(WHAT YOU ARE ASKED TO DO):
All of the lines below should be printed again exactly as they are.

-- Opening Marker --

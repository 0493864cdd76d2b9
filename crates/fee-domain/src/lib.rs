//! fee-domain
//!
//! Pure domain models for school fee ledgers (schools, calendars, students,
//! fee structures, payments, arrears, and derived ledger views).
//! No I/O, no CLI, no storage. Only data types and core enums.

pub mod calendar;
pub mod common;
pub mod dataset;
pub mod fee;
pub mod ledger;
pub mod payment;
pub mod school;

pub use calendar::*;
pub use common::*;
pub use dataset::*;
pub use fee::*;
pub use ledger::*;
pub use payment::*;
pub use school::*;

-- Closing Marker --

(WRITTEN ANSWER):
repository 0493864cdd76d2b9
filename crates/fee-domain/src/lib.rs
//! fee-domain
//!
//! Pure domain models for school fee ledgers (schools, calendars, students,
//! fee structures, payments, arrears, and derived ledger views).
//! No I/O, no CLI, no storage. Only data types and core enums.

pub mod calendar;
pub mod common;
pub mod dataset;
pub mod fee;
pub mod ledger;
pub mod payment;
pub mod school;

pub use calendar::*;
pub use common::*;
pub use dataset::*;
pub use fee::*;
pub use ledger::*;
pub use payment::*;
pub use school::*;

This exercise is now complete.